REQUIRED ACTION>
Extract from the entries below, exactly as given, only the lines from the line containing "impl From<&str> for" to the line containing "impl Discovery for InventoryDiscovery", both lines included.

EXERCISE DATA>
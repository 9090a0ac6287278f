// Copyright 2025 eraflo
//
// Licensed under the Apache License, Version 2.0 (the "License");
// you may not use this file except in compliance with the License.
// You may obtain a copy of the License at
//
//     http://www.apache.org/licenses/LICENSE-2.0
//
// Unless required by applicable law or agreed to in writing, software
// distributed under the License is distributed on an "AS IS" BASIS,
// WITHOUT WARRANTIES OR CONDITIONS OF ANY KIND, either express or implied.
// See the License for the specific language governing permissions and
// limitations under the License.

//! Finding the components of a scan.
//!
//! The engine only consumes [`ComponentDescriptor`]s. How they are found is up
//! to a [`Discovery`] implementation:
//!
//! * [`InventoryDiscovery`] walks the [`Registration`]s that the `Component`
//!   derive submits at compile time through `inventory`.
//! * [`StaticDiscovery`] is filled by hand, for callers that prefer explicit
//!   registration.

use crate::descriptor::{ComponentDescriptor, Injectable};
use crate::key::TypeKey;
use std::fmt;

/// A tag that selects which components a scan picks up.
///
/// Any `'static` type can serve as a marker; [`Component`] is the default one.
pub trait Marker: 'static {}

/// The default marker, used when a component does not name another one.
#[derive(Debug, Clone, Copy, Default)]
pub struct Component;

impl Marker for Component {}

/// A statically submitted component registration.
///
/// The `Component` derive emits one of these per type through
/// `inventory::submit!`.
pub struct Registration {
    marker: fn() -> TypeKey,
    module_path: &'static str,
    descriptor: fn() -> ComponentDescriptor,
}

impl Registration {
    /// Registers `T` under the marker `M`, declared in `module_path`.
    pub const fn new<T: Injectable, M: Marker>(module_path: &'static str) -> Self {
        Self {
            marker: TypeKey::of::<M>,
            module_path,
            descriptor: ComponentDescriptor::of::<T>,
        }
    }

    /// The marker this component carries.
    pub fn marker(&self) -> TypeKey {
        (self.marker)()
    }

    /// The module the component was declared in.
    pub fn module_path(&self) -> &'static str {
        self.module_path
    }

    /// Builds the component's descriptor.
    pub fn descriptor(&self) -> ComponentDescriptor {
        (self.descriptor)()
    }
}

impl fmt::Debug for Registration {
    fn fmt(&self, f: &mut fmt::Formatter<'_>) -> fmt::Result {
        f.debug_struct("Registration")
            .field("marker", &self.marker())
            .field("module_path", &self.module_path)
            .finish_non_exhaustive()
    }
}

inventory::collect!(Registration);

/// A module-path prefix restricting which components a scan sees.
///
/// The empty scope contains every module. Otherwise a module is inside the
/// scope when its path equals the scope or continues it with `::`, so
/// `app::db` contains `app::db::pool` but not `app::dbx`.
#[derive(Debug, Clone, PartialEq, Eq, Default)]
pub struct Scope(String);

impl Scope {
    /// Creates a scope from a module path. A trailing `::` is ignored.
    pub fn new(path: impl Into<String>) -> Self {
        let path = path.into();
        Self(path.trim().trim_end_matches("::").to_owned())
    }

    /// The scope containing every module.
    pub fn all() -> Self {
        Self::default()
    }

    /// The scope as written.
    pub fn as_str(&self) -> &str {
        &self.0
    }

    /// Returns `true` if `module_path` lies inside this scope.
    pub fn contains(&self, module_path: &str) -> bool {
        if self.0.is_empty() {
            return true;
        }
        match module_path.strip_prefix(self.0.as_str()) {
            Some(rest) => rest.is_empty() || rest.starts_with("::"),
            None => false,
        }
    }
}

impl From<&str> for Scope {
    fn from(path: &str) -> Self {
        Scope::new(path)
    }
}

impl fmt::Display for Scope {
    fn fmt(&self, f: &mut fmt::Formatter<'_>) -> fmt::Result {
        if self.0.is_empty() {
            f.write_str("<all modules>")
        } else {
            f.write_str(&self.0)
        }
    }
}

/// Produces the descriptors a scan works on.
///
/// Implementations return every component carrying `marker` whose module
/// lies in `scope`, in a stable order. The order is the tie-break order of
/// the construction sequence.
pub trait Discovery: Send + Sync {
    /// Finds the components for one scan.
    fn discover(&self, marker: TypeKey, scope: &Scope) -> Vec<ComponentDescriptor>;
}

/// Discovers the components submitted with `inventory` (what the `Component`
/// derive does).
#[derive(Debug, Clone, Copy, Default)]
pub struct InventoryDiscovery;

impl Discovery for InventoryDiscovery {
    fn discover(&self, marker: TypeKey, scope: &Scope) -> Vec<ComponentDescriptor> {
        inventory::iter::<Registration>
            .into_iter()
            .filter(|registration| {
                registration.marker() == marker && scope.contains(registration.module_path())
            })
            .map(Registration::descriptor)
            .collect()
    }
}

struct StaticEntry {
    marker: TypeKey,
    module_path: String,
    descriptor: ComponentDescriptor,
}

/// Discovery over an explicit, hand-built list of components.
///
/// Components are returned in registration order.
///
/// # Example
///
/// ```rust
/// use wiring_core::{
///     BoxError, Component, Dependencies, Injectable, Injector, StaticDiscovery, TypeKey,
/// };
///
/// struct Clock;
///
/// impl Injectable for Clock {
///     fn dependencies() -> Vec<TypeKey> {
///         Vec::new()
///     }
///
///     fn construct(_: &mut Dependencies<'_>) -> Result<Self, BoxError> {
///         Ok(Clock)
///     }
/// }
///
/// let discovery = StaticDiscovery::new().register::<Clock, Component>("app::time");
/// let injector = Injector::with_discovery(discovery);
/// injector.scan_components("app").unwrap();
/// assert!(injector.retrieve::<Clock>().is_ok());
/// ```
#[derive(Default)]
pub struct StaticDiscovery {
    entries: Vec<StaticEntry>,
}

impl StaticDiscovery {
    /// Creates an empty discovery.
    pub fn new() -> Self {
        Self::default()
    }

    /// Adds `T`, marked with `M` and declared in `module_path`.
    pub fn register<T: Injectable, M: Marker>(mut self, module_path: &str) -> Self {
        self.add(TypeKey::of::<M>(), module_path, ComponentDescriptor::of::<T>());
        self
    }

    /// Adds an arbitrary descriptor.
    pub fn add(&mut self, marker: TypeKey, module_path: &str, descriptor: ComponentDescriptor) {
        self.entries.push(StaticEntry {
            marker,
            module_path: module_path.to_owned(),
            descriptor,
        });
    }

    /// Number of registered components, for any marker.
    pub fn len(&self) -> usize {
        self.entries.len()
    }

    /// Returns `true` if nothing was registered.
    pub fn is_empty(&self) -> bool {
        self.entries.is_empty()
    }
}

impl Discovery for StaticDiscovery {
    fn discover(&self, marker: TypeKey, scope: &Scope) -> Vec<ComponentDescriptor> {
        self.entries
            .iter()
            .filter(|entry| entry.marker == marker && scope.contains(&entry.module_path))
            .map(|entry| entry.descriptor.clone())
            .collect()
    }
}
// Copyright 2025 eraflo
//
// Licensed under the Apache License, Version 2.0 (the "License");
// you may not use this file except in compliance with the License.
// You may obtain a copy of the License at
//
//     http://www.apache.org/licenses/LICENSE-2.0
//
// Unless required by applicable law or agreed to in writing, software
// distributed under the License is distributed on an "AS IS" BASIS,
// WITHOUT WARRANTIES OR CONDITIONS OF ANY KIND, either express or implied.
// See the License for the specific language governing permissions and
// limitations under the License.

//! Scan configuration, read from a TOML manifest.

use serde::Deserialize;
use std::io;
use std::path::{Path, PathBuf};
use thiserror::Error;

/// What to do when discovery yields the same component twice.
#[derive(Debug, Clone, Copy, PartialEq, Eq, Default, Deserialize)]
#[serde(rename_all = "kebab-case")]
pub enum DuplicatePolicy {
    /// Keep the first descriptor and log a warning for the others.
    #[default]
    KeepFirst,
    /// Fail the scan with `DuplicateComponent`.
    Reject,
}

/// Represents the structure of a `Wiring.toml` manifest.
///
/// ```toml
/// scope = "my_app::services"
/// duplicates = "reject"
/// ```
#[derive(Debug, Clone, PartialEq, Eq, Default, Deserialize)]
#[serde(default, deny_unknown_fields)]
pub struct ScanConfig {
    /// Module-path prefix to scan. Empty means every module.
    pub scope: String,
    /// Handling of duplicate registrations.
    pub duplicates: DuplicatePolicy,
}

/// Failure to load a [`ScanConfig`].
#[derive(Debug, Error)]
pub enum ConfigError {
    /// The manifest exists but could not be read.
    #[error("failed to read `{}`", .path.display())]
    Io {
        /// The manifest path.
        path: PathBuf,
        /// The underlying I/O error.
        #[source]
        source: io::Error,
    },
    /// The manifest is not valid TOML or has unexpected keys.
    #[error("invalid scan configuration: {0}")]
    Parse(#[from] toml::de::Error),
}

impl ScanConfig {
    /// The file name [`load`](ScanConfig::load) is usually pointed at.
    pub const FILE_NAME: &'static str = "Wiring.toml";

    /// Parses a configuration from TOML text.
    pub fn from_toml_str(text: &str) -> Result<Self, ConfigError> {
        Ok(toml::from_str(text)?)
    }

    /// Loads the configuration at `path`.
    ///
    /// A missing file yields the default configuration.
    pub fn load(path: impl AsRef<Path>) -> Result<Self, ConfigError> {
        let path = path.as_ref();
        match std::fs::read_to_string(path) {
            Ok(text) => {
                log::debug!("Loading scan configuration from {}", path.display());
                Self::from_toml_str(&text)
            }
            Err(err) if err.kind() == io::ErrorKind::NotFound => {
                log::debug!("{} not found, using the default scan configuration", path.display());
                Ok(Self::default())
            }
            Err(source) => Err(ConfigError::Io {
                path: path.to_path_buf(),
                source,
            }),
        }
    }
}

RESULT FOR THIS EXERCISE>
impl From<&str> for Scope {
    fn from(path: &str) -> Self {
        Scope::new(path)
    }
}

impl fmt::Display for Scope {
    fn fmt(&self, f: &mut fmt::Formatter<'_>) -> fmt::Result {
        if self.0.is_empty() {
            f.write_str("<all modules>")
        } else {
            f.write_str(&self.0)
        }
    }
}

/// Produces the descriptors a scan works on.
///
/// Implementations return every component carrying `marker` whose module
/// lies in `scope`, in a stable order. The order is the tie-break order of
/// the construction sequence.
pub trait Discovery: Send + Sync {
    /// Finds the components for one scan.
    fn discover(&self, marker: TypeKey, scope: &Scope) -> Vec<ComponentDescriptor>;
}

/// Discovers the components submitted with `inventory` (what the `Component`
/// derive does).
#[derive(Debug, Clone, Copy, Default)]
pub struct InventoryDiscovery;

impl Discovery for InventoryDiscovery {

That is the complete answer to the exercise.